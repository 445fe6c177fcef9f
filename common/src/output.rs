use serde::{Deserialize, Serialize};

use crate::error::HardwareFault;

/// Opaque handle to a physical output (a GPIO number on the boards we ship).
#[derive(Debug, Clone, Copy, PartialEq, Eq, Hash, PartialOrd, Ord, Serialize, Deserialize)]
#[serde(transparent)]
pub struct OutputRef(pub u8);

/// Drives physical relay outputs.
///
/// Calls happen while the owning channel is locked, so implementations must
/// return promptly. A failed write is reported back but never retried by the
/// core; channel state is updated regardless.
pub trait OutputDriver: Send + Sync {
    fn set_output(&self, output: OutputRef, level: bool) -> Result<(), HardwareFault>;
}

What the task requires. Restate the material word for word, leaving nothing out.

Reply.
repository 445fe6c177fcef9f
filename common/src/output.rs
use serde::{Deserialize, Serialize};

use crate::error::HardwareFault;

/// Opaque handle to a physical output (a GPIO number on the boards we ship).
#[derive(Debug, Clone, Copy, PartialEq, Eq, Hash, PartialOrd, Ord, Serialize, Deserialize)]
#[serde(transparent)]
pub struct OutputRef(pub u8);

/// Drives physical relay outputs.
///
/// Calls happen while the owning channel is locked, so implementations must
/// return promptly. A failed write is reported back but never retried by the
/// core; channel state is updated regardless.
pub trait OutputDriver: Send + Sync {
    fn set_output(&self, output: OutputRef, level: bool) -> Result<(), HardwareFault>;
}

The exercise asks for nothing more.